Exercise — Reproduce every entry precisely as written.

Data START

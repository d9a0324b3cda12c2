//! Configuration validation.
//!
//! # Responsibilities
//! - Semantic validation (serde handles syntactic)
//! - Validate value ranges (timeouts > 0, port valid)
//! - A half-configured archive location is not an error; provisioning
//!   reports it and the backend still starts
//!
//! # Design Decisions
//! - Returns all validation errors, not just first
//! - Validation is pure function: AdapterConfig → Result<(), Vec<ValidationError>>
//! - Runs before config is accepted into the system

use thiserror::Error;

use crate::config::schema::AdapterConfig;

/// A single semantic problem in the configuration.
#[derive(Debug, Clone, PartialEq, Eq, Error)]
pub enum ValidationError {
    #[error("server.port must not be 0")]
    ZeroPort,

    #[error("server.bind_host must not be empty")]
    EmptyBindHost,

    #[error("server.command must not be empty")]
    EmptyCommand,

    #[error("timeouts.{0} must be greater than 0")]
    ZeroTimeout(&'static str),

    #[error("timeouts.ready_wait_secs ({wait}) must not be shorter than timeouts.launch_secs ({launch})")]
    WaitShorterThanLaunch { wait: u64, launch: u64 },

    #[error("runtime.concurrency must be at least 1")]
    ZeroConcurrency,

    #[error("native.candidates contains an empty location")]
    EmptyCandidate,
}

/// Check `config` for semantic errors.
pub fn validate_config(config: &AdapterConfig) -> Result<(), Vec<ValidationError>> {
    let mut errors = Vec::new();

    if config.server.port == 0 {
        errors.push(ValidationError::ZeroPort);
    }
    if config.server.bind_host.trim().is_empty() {
        errors.push(ValidationError::EmptyBindHost);
    }
    if config.server.command.trim().is_empty() {
        errors.push(ValidationError::EmptyCommand);
    }

    let timeouts = &config.timeouts;
    for (name, value) in [
        ("probe_interval_ms", timeouts.probe_interval_ms),
        ("probe_connect_ms", timeouts.probe_connect_ms),
        ("launch_secs", timeouts.launch_secs),
        ("ready_wait_secs", timeouts.ready_wait_secs),
        ("upstream_secs", timeouts.upstream_secs),
    ] {
        if value == 0 {
            errors.push(ValidationError::ZeroTimeout(name));
        }
    }
    if timeouts.ready_wait_secs < timeouts.launch_secs {
        errors.push(ValidationError::WaitShorterThanLaunch {
            wait: timeouts.ready_wait_secs,
            launch: timeouts.launch_secs,
        });
    }

    if config.runtime.concurrency == 0 {
        errors.push(ValidationError::ZeroConcurrency);
    }
    if config.native.candidates.iter().any(|c| c.trim().is_empty()) {
        errors.push(ValidationError::EmptyCandidate);
    }

    if errors.is_empty() {
        Ok(())
    } else {
        Err(errors)
    }
}
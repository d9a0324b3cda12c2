//! Streaming tar.gz extraction with a path-traversal guard.
//!
//! # Responsibilities
//! - Read the archive entry by entry; never hold it whole in memory
//! - Resolve every member against the target and skip any that escape it
//! - Skip symlinks and hard links whose targets escape the directory
//! - Log and skip members that fail to unpack
//!
//! # Design Decisions
//! - An archive that cannot be opened (missing file, not gzip, not tar)
//!   is a hard failure; a bad member is not
//! - Resolution is lexical, like the member names themselves; `unpack_in`
//!   additionally refuses to write through symlinked parents

use flate2::read::GzDecoder;
use std::fs::{self, File};
use std::io::{BufReader, Read};
use std::path::{Component, Path, PathBuf};
use tar::{Archive, Entry};

use crate::assets::ProvisioningError;

/// Counts from one extraction pass.
#[derive(Debug, Default, Clone, Copy, PartialEq, Eq)]
pub struct ExtractReport {
    pub extracted: usize,
    pub skipped: usize,
    pub failed: usize,
}

impl ExtractReport {
    fn seen(&self) -> usize {
        self.extracted + self.skipped + self.failed
    }
}

/// Extract the gzip-compressed tar archive at `archive` into `target`.
pub fn extract_tar_gz(archive: &Path, target: &Path) -> Result<ExtractReport, ProvisioningError> {
    let file = File::open(archive).map_err(|e| ProvisioningError::ArchiveOpen {
        path: archive.to_path_buf(),
        reason: e.to_string(),
    })?;
    extract_stream(BufReader::new(file), target).map_err(|e| match e {
        ProvisioningError::ArchiveOpen { reason, .. } => ProvisioningError::ArchiveOpen {
            path: archive.to_path_buf(),
            reason,
        },
        other => other,
    })
}

/// Extract a gzip-compressed tar stream into `target`.
pub fn extract_stream<R: Read>(
    reader: R,
    target: &Path,
) -> Result<ExtractReport, ProvisioningError> {
    fs::create_dir_all(target).map_err(|source| ProvisioningError::Io {
        path: target.to_path_buf(),
        source,
    })?;

    let mut archive = Archive::new(GzDecoder::new(reader));
    let entries = archive.entries().map_err(|e| ProvisioningError::ArchiveOpen {
        path: PathBuf::from("<stream>"),
        reason: e.to_string(),
    })?;

    let mut report = ExtractReport::default();
    for entry in entries {
        let mut entry = match entry {
            Ok(entry) => entry,
            Err(e) if report.seen() == 0 => {
                return Err(ProvisioningError::ArchiveOpen {
                    path: PathBuf::from("<stream>"),
                    reason: e.to_string(),
                });
            }
            Err(e) => {
                tracing::warn!(error = %e, "Archive stream is corrupt; stopping extraction");
                report.failed += 1;
                break;
            }
        };

        let member = match entry.path() {
            Ok(path) => path.into_owned(),
            Err(e) => {
                tracing::warn!(error = %e, "Skipping member with unreadable name");
                report.failed += 1;
                continue;
            }
        };

        if resolve_within(target, &member).is_none()
            || !link_stays_within(target, &member, &entry)
        {
            tracing::warn!(member = %member.display(), "Skipping suspicious member");
            report.skipped += 1;
            continue;
        }

        match entry.unpack_in(target) {
            Ok(true) => report.extracted += 1,
            Ok(false) => {
                tracing::warn!(member = %member.display(), "Skipping member outside target");
                report.skipped += 1;
            }
            Err(e) => {
                tracing::warn!(member = %member.display(), error = %e, "Failed to extract member");
                report.failed += 1;
            }
        }
    }

    tracing::info!(
        target = %target.display(),
        extracted = report.extracted,
        skipped = report.skipped,
        failed = report.failed,
        "Extraction complete"
    );
    Ok(report)
}

/// Destination of `member` under `target`, or `None` if it would escape.
pub fn resolve_within(target: &Path, member: &Path) -> Option<PathBuf> {
    let mut resolved = target.to_path_buf();
    let mut depth = 0usize;
    for component in member.components() {
        match component {
            Component::Normal(part) => {
                resolved.push(part);
                depth += 1;
            }
            Component::CurDir => {}
            Component::ParentDir => {
                if depth == 0 {
                    return None;
                }
                resolved.pop();
                depth -= 1;
            }
            Component::RootDir | Component::Prefix(_) => return None,
        }
    }
    Some(resolved)
}

fn link_stays_within<R: Read>(target: &Path, member: &Path, entry: &Entry<'_, R>) -> bool {
    let kind = entry.header().entry_type();
    if !kind.is_symlink() && !kind.is_hard_link() {
        return true;
    }
    let link = match entry.link_name() {
        Ok(Some(link)) => link.into_owned(),
        _ => return false,
    };
    if kind.is_hard_link() {
        // Hard link names are relative to the archive root.
        return resolve_within(target, &link).is_some();
    }
    let base = member.parent().unwrap_or_else(|| Path::new(""));
    resolve_within(target, &base.join(link)).is_some()
}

Data END

Written solution —
repository d9a0324b3cda12c2
//! Configuration validation.
//!
//! # Responsibilities
//! - Semantic validation (serde handles syntactic)
//! - Validate value ranges (timeouts > 0, port valid)
//! - A half-configured archive location is not an error; provisioning
//!   reports it and the backend still starts
//!
//! # Design Decisions
//! - Returns all validation errors, not just first
//! - Validation is pure function: AdapterConfig → Result<(), Vec<ValidationError>>
//! - Runs before config is accepted into the system

use thiserror::Error;

use crate::config::schema::AdapterConfig;

/// A single semantic problem in the configuration.
#[derive(Debug, Clone, PartialEq, Eq, Error)]
pub enum ValidationError {
    #[error("server.port must not be 0")]
    ZeroPort,

    #[error("server.bind_host must not be empty")]
    EmptyBindHost,

    #[error("server.command must not be empty")]
    EmptyCommand,

    #[error("timeouts.{0} must be greater than 0")]
    ZeroTimeout(&'static str),

    #[error("timeouts.ready_wait_secs ({wait}) must not be shorter than timeouts.launch_secs ({launch})")]
    WaitShorterThanLaunch { wait: u64, launch: u64 },

    #[error("runtime.concurrency must be at least 1")]
    ZeroConcurrency,

    #[error("native.candidates contains an empty location")]
    EmptyCandidate,
}

/// Check `config` for semantic errors.
pub fn validate_config(config: &AdapterConfig) -> Result<(), Vec<ValidationError>> {
    let mut errors = Vec::new();

    if config.server.port == 0 {
        errors.push(ValidationError::ZeroPort);
    }
    if config.server.bind_host.trim().is_empty() {
        errors.push(ValidationError::EmptyBindHost);
    }
    if config.server.command.trim().is_empty() {
        errors.push(ValidationError::EmptyCommand);
    }

    let timeouts = &config.timeouts;
    for (name, value) in [
        ("probe_interval_ms", timeouts.probe_interval_ms),
        ("probe_connect_ms", timeouts.probe_connect_ms),
        ("launch_secs", timeouts.launch_secs),
        ("ready_wait_secs", timeouts.ready_wait_secs),
        ("upstream_secs", timeouts.upstream_secs),
    ] {
        if value == 0 {
            errors.push(ValidationError::ZeroTimeout(name));
        }
    }
    if timeouts.ready_wait_secs < timeouts.launch_secs {
        errors.push(ValidationError::WaitShorterThanLaunch {
            wait: timeouts.ready_wait_secs,
            launch: timeouts.launch_secs,
        });
    }

    if config.runtime.concurrency == 0 {
        errors.push(ValidationError::ZeroConcurrency);
    }
    if config.native.candidates.iter().any(|c| c.trim().is_empty()) {
        errors.push(ValidationError::EmptyCandidate);
    }

    if errors.is_empty() {
        Ok(())
    } else {
        Err(errors)
    }
}
repository d9a0324b3cda12c2
//! Streaming tar.gz extraction with a path-traversal guard.
//!
//! # Responsibilities
//! - Read the archive entry by entry; never hold it whole in memory
//! - Resolve every member against the target and skip any that escape it
//! - Skip symlinks and hard links whose targets escape the directory
//! - Log and skip members that fail to unpack
//!
//! # Design Decisions
//! - An archive that cannot be opened (missing file, not gzip, not tar)
//!   is a hard failure; a bad member is not
//! - Resolution is lexical, like the member names themselves; `unpack_in`
//!   additionally refuses to write through symlinked parents

use flate2::read::GzDecoder;
use std::fs::{self, File};
use std::io::{BufReader, Read};
use std::path::{Component, Path, PathBuf};
use tar::{Archive, Entry};

use crate::assets::ProvisioningError;

/// Counts from one extraction pass.
#[derive(Debug, Default, Clone, Copy, PartialEq, Eq)]
pub struct ExtractReport {
    pub extracted: usize,
    pub skipped: usize,
    pub failed: usize,
}

impl ExtractReport {
    fn seen(&self) -> usize {
        self.extracted + self.skipped + self.failed
    }
}

/// Extract the gzip-compressed tar archive at `archive` into `target`.
pub fn extract_tar_gz(archive: &Path, target: &Path) -> Result<ExtractReport, ProvisioningError> {
    let file = File::open(archive).map_err(|e| ProvisioningError::ArchiveOpen {
        path: archive.to_path_buf(),
        reason: e.to_string(),
    })?;
    extract_stream(BufReader::new(file), target).map_err(|e| match e {
        ProvisioningError::ArchiveOpen { reason, .. } => ProvisioningError::ArchiveOpen {
            path: archive.to_path_buf(),
            reason,
        },
        other => other,
    })
}

/// Extract a gzip-compressed tar stream into `target`.
pub fn extract_stream<R: Read>(
    reader: R,
    target: &Path,
) -> Result<ExtractReport, ProvisioningError> {
    fs::create_dir_all(target).map_err(|source| ProvisioningError::Io {
        path: target.to_path_buf(),
        source,
    })?;

    let mut archive = Archive::new(GzDecoder::new(reader));
    let entries = archive.entries().map_err(|e| ProvisioningError::ArchiveOpen {
        path: PathBuf::from("<stream>"),
        reason: e.to_string(),
    })?;

    let mut report = ExtractReport::default();
    for entry in entries {
        let mut entry = match entry {
            Ok(entry) => entry,
            Err(e) if report.seen() == 0 => {
                return Err(ProvisioningError::ArchiveOpen {
                    path: PathBuf::from("<stream>"),
                    reason: e.to_string(),
                });
            }
            Err(e) => {
                tracing::warn!(error = %e, "Archive stream is corrupt; stopping extraction");
                report.failed += 1;
                break;
            }
        };

        let member = match entry.path() {
            Ok(path) => path.into_owned(),
            Err(e) => {
                tracing::warn!(error = %e, "Skipping member with unreadable name");
                report.failed += 1;
                continue;
            }
        };

        if resolve_within(target, &member).is_none()
            || !link_stays_within(target, &member, &entry)
        {
            tracing::warn!(member = %member.display(), "Skipping suspicious member");
            report.skipped += 1;
            continue;
        }

        match entry.unpack_in(target) {
            Ok(true) => report.extracted += 1,
            Ok(false) => {
                tracing::warn!(member = %member.display(), "Skipping member outside target");
                report.skipped += 1;
            }
            Err(e) => {
                tracing::warn!(member = %member.display(), error = %e, "Failed to extract member");
                report.failed += 1;
            }
        }
    }

    tracing::info!(
        target = %target.display(),
        extracted = report.extracted,
        skipped = report.skipped,
        failed = report.failed,
        "Extraction complete"
    );
    Ok(report)
}

/// Destination of `member` under `target`, or `None` if it would escape.
pub fn resolve_within(target: &Path, member: &Path) -> Option<PathBuf> {
    let mut resolved = target.to_path_buf();
    let mut depth = 0usize;
    for component in member.components() {
        match component {
            Component::Normal(part) => {
                resolved.push(part);
                depth += 1;
            }
            Component::CurDir => {}
            Component::ParentDir => {
                if depth == 0 {
                    return None;
                }
                resolved.pop();
                depth -= 1;
            }
            Component::RootDir | Component::Prefix(_) => return None,
        }
    }
    Some(resolved)
}

fn link_stays_within<R: Read>(target: &Path, member: &Path, entry: &Entry<'_, R>) -> bool {
    let kind = entry.header().entry_type();
    if !kind.is_symlink() && !kind.is_hard_link() {
        return true;
    }
    let link = match entry.link_name() {
        Ok(Some(link)) => link.into_owned(),
        _ => return false,
    };
    if kind.is_hard_link() {
        // Hard link names are relative to the archive root.
        return resolve_within(target, &link).is_some();
    }
    let base = member.parent().unwrap_or_else(|| Path::new(""));
    resolve_within(target, &base.join(link)).is_some()
}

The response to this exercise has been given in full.